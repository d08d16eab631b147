//! Order Matching Engine for the brokerage ledger
//!
//! Matches one incoming order at a time against the resting orders of its
//! instrument using price/time priority:
//!
//! - limit orders cross the best opposing limit price first, then sweep
//!   resting market orders in submission order
//! - market buys walk the asks while reserved funds cover at least one lot
//! - market sells walk the bids unconditionally
//!
//! Every fill is handed to [`settlement::SettlementService`], which commits
//! it atomically. Pairings between two orders of the same customer are
//! skipped and the next counterparty is tried.

pub mod book;
pub mod engine;
pub mod error;
pub mod result;

pub use engine::MatchingEngine;
pub use error::MatchingError;
pub use result::MatchResult;

/// Result type for matching operations
pub type Result<T> = std::result::Result<T, MatchingError>;

/// Default quantization unit for market-order affordability
pub const DEFAULT_LOT_SIZE: u32 = 100;
//! Venue trading calendar
//!
//! Sessions run on fixed weekdays between an open and a close time in the
//! venue's local time, which is a fixed offset from UTC. The window is
//! half-open: an order at exactly the close time is outside the session.

use chrono::{
    DateTime, Datelike, Duration, FixedOffset, NaiveDate, NaiveTime, Offset, TimeZone, Utc, Weekday,
};

use crate::error::{OmsError, Result};

#[derive(Debug, Clone, PartialEq, Eq)]
pub struct TradingCalendar {
    offset: FixedOffset,
    open: NaiveTime,
    close: NaiveTime,
    days: Vec<Weekday>,
}

impl TradingCalendar {
    pub fn new(
        utc_offset_hours: i32,
        open: NaiveTime,
        close: NaiveTime,
        days: Vec<Weekday>,
    ) -> Result<Self> {
        let offset = FixedOffset::east_opt(utc_offset_hours * 3600).ok_or_else(|| {
            OmsError::Config(format!("invalid utc offset: {} hours", utc_offset_hours))
        })?;
        if open >= close {
            return Err(OmsError::Config(format!(
                "session open {} must be before close {}",
                open, close
            )));
        }
        if days.is_empty() {
            return Err(OmsError::Config("no trading days".to_string()));
        }
        Ok(Self {
            offset,
            open,
            close,
            days,
        })
    }

    /// Monday to Friday, 09:00 to 17:00 at UTC+8
    pub fn standard() -> Self {
        Self {
            offset: FixedOffset::east_opt(8 * 3600).unwrap_or_else(|| Utc.fix()),
            open: NaiveTime::from_hms_opt(9, 0, 0).unwrap_or_default(),
            close: NaiveTime::from_hms_opt(17, 0, 0).unwrap_or_default(),
            days: vec![Weekday::Mon, Weekday::Tue, Weekday::Wed, Weekday::Thu, Weekday::Fri],
        }
    }

    pub fn from_config(trading: &config::TradingConfig) -> Result<Self> {
        let open = config::parse_session_time(&trading.session_open).ok_or_else(|| {
            OmsError::Config(format!("invalid session_open '{}'", trading.session_open))
        })?;
        let close = config::parse_session_time(&trading.session_close).ok_or_else(|| {
            OmsError::Config(format!("invalid session_close '{}'", trading.session_close))
        })?;
        let days = trading
            .trading_days
            .iter()
            .map(|d| {
                config::parse_trading_day(d)
                    .ok_or_else(|| OmsError::Config(format!("invalid trading day '{}'", d)))
            })
            .collect::<Result<Vec<_>>>()?;
        Self::new(trading.utc_offset_hours, open, close, days)
    }

    /// `at` in venue local time
    pub fn local(&self, at: DateTime<Utc>) -> DateTime<FixedOffset> {
        at.with_timezone(&self.offset)
    }

    pub fn is_trading_day(&self, date: NaiveDate) -> bool {
        self.days.contains(&date.weekday())
    }

    /// True inside a session: a trading day, at or after the open and
    /// before the close
    pub fn is_open(&self, at: DateTime<Utc>) -> bool {
        let local = self.local(at);
        let time = local.time();
        self.is_trading_day(local.date_naive()) && time >= self.open && time < self.close
    }

    /// First session open strictly after `after`
    pub fn next_open(&self, after: DateTime<Utc>) -> Option<DateTime<Utc>> {
        self.next_boundary(after, self.open)
    }

    /// First session close strictly after `after`
    pub fn next_close(&self, after: DateTime<Utc>) -> Option<DateTime<Utc>> {
        self.next_boundary(after, self.close)
    }

    fn next_boundary(&self, after: DateTime<Utc>, time: NaiveTime) -> Option<DateTime<Utc>> {
        let start = self.local(after).date_naive();
        (0..=7)
            .filter_map(|days| start.checked_add_signed(Duration::days(days)))
            .filter(|date| self.is_trading_day(*date))
            .filter_map(|date| {
                self.offset
                    .from_local_datetime(&date.and_time(time))
                    .single()
            })
            .map(|local| local.with_timezone(&Utc))
            .find(|candidate| *candidate > after)
    }
}

impl Default for TradingCalendar {
    fn default() -> Self {
        Self::standard()
    }
}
:::
WHAT TO PRODUCE — Top to bottom, the records above must be output exactly.

ANSWER SPACE —
repository d08d16eab631b147
//! Order Matching Engine for the brokerage ledger
//!
//! Matches one incoming order at a time against the resting orders of its
//! instrument using price/time priority:
//!
//! - limit orders cross the best opposing limit price first, then sweep
//!   resting market orders in submission order
//! - market buys walk the asks while reserved funds cover at least one lot
//! - market sells walk the bids unconditionally
//!
//! Every fill is handed to [`settlement::SettlementService`], which commits
//! it atomically. Pairings between two orders of the same customer are
//! skipped and the next counterparty is tried.

pub mod book;
pub mod engine;
pub mod error;
pub mod result;

pub use engine::MatchingEngine;
pub use error::MatchingError;
pub use result::MatchResult;

/// Result type for matching operations
pub type Result<T> = std::result::Result<T, MatchingError>;

/// Default quantization unit for market-order affordability
pub const DEFAULT_LOT_SIZE: u32 = 100;
//! Venue trading calendar
//!
//! Sessions run on fixed weekdays between an open and a close time in the
//! venue's local time, which is a fixed offset from UTC. The window is
//! half-open: an order at exactly the close time is outside the session.

use chrono::{
    DateTime, Datelike, Duration, FixedOffset, NaiveDate, NaiveTime, Offset, TimeZone, Utc, Weekday,
};

use crate::error::{OmsError, Result};

#[derive(Debug, Clone, PartialEq, Eq)]
pub struct TradingCalendar {
    offset: FixedOffset,
    open: NaiveTime,
    close: NaiveTime,
    days: Vec<Weekday>,
}

impl TradingCalendar {
    pub fn new(
        utc_offset_hours: i32,
        open: NaiveTime,
        close: NaiveTime,
        days: Vec<Weekday>,
    ) -> Result<Self> {
        let offset = FixedOffset::east_opt(utc_offset_hours * 3600).ok_or_else(|| {
            OmsError::Config(format!("invalid utc offset: {} hours", utc_offset_hours))
        })?;
        if open >= close {
            return Err(OmsError::Config(format!(
                "session open {} must be before close {}",
                open, close
            )));
        }
        if days.is_empty() {
            return Err(OmsError::Config("no trading days".to_string()));
        }
        Ok(Self {
            offset,
            open,
            close,
            days,
        })
    }

    /// Monday to Friday, 09:00 to 17:00 at UTC+8
    pub fn standard() -> Self {
        Self {
            offset: FixedOffset::east_opt(8 * 3600).unwrap_or_else(|| Utc.fix()),
            open: NaiveTime::from_hms_opt(9, 0, 0).unwrap_or_default(),
            close: NaiveTime::from_hms_opt(17, 0, 0).unwrap_or_default(),
            days: vec![Weekday::Mon, Weekday::Tue, Weekday::Wed, Weekday::Thu, Weekday::Fri],
        }
    }

    pub fn from_config(trading: &config::TradingConfig) -> Result<Self> {
        let open = config::parse_session_time(&trading.session_open).ok_or_else(|| {
            OmsError::Config(format!("invalid session_open '{}'", trading.session_open))
        })?;
        let close = config::parse_session_time(&trading.session_close).ok_or_else(|| {
            OmsError::Config(format!("invalid session_close '{}'", trading.session_close))
        })?;
        let days = trading
            .trading_days
            .iter()
            .map(|d| {
                config::parse_trading_day(d)
                    .ok_or_else(|| OmsError::Config(format!("invalid trading day '{}'", d)))
            })
            .collect::<Result<Vec<_>>>()?;
        Self::new(trading.utc_offset_hours, open, close, days)
    }

    /// `at` in venue local time
    pub fn local(&self, at: DateTime<Utc>) -> DateTime<FixedOffset> {
        at.with_timezone(&self.offset)
    }

    pub fn is_trading_day(&self, date: NaiveDate) -> bool {
        self.days.contains(&date.weekday())
    }

    /// True inside a session: a trading day, at or after the open and
    /// before the close
    pub fn is_open(&self, at: DateTime<Utc>) -> bool {
        let local = self.local(at);
        let time = local.time();
        self.is_trading_day(local.date_naive()) && time >= self.open && time < self.close
    }

    /// First session open strictly after `after`
    pub fn next_open(&self, after: DateTime<Utc>) -> Option<DateTime<Utc>> {
        self.next_boundary(after, self.open)
    }

    /// First session close strictly after `after`
    pub fn next_close(&self, after: DateTime<Utc>) -> Option<DateTime<Utc>> {
        self.next_boundary(after, self.close)
    }

    fn next_boundary(&self, after: DateTime<Utc>, time: NaiveTime) -> Option<DateTime<Utc>> {
        let start = self.local(after).date_naive();
        (0..=7)
            .filter_map(|days| start.checked_add_signed(Duration::days(days)))
            .filter(|date| self.is_trading_day(*date))
            .filter_map(|date| {
                self.offset
                    .from_local_datetime(&date.and_time(time))
                    .single()
            })
            .map(|local| local.with_timezone(&Utc))
            .find(|candidate| *candidate > after)
    }
}

impl Default for TradingCalendar {
    fn default() -> Self {
        Self::standard()
    }
}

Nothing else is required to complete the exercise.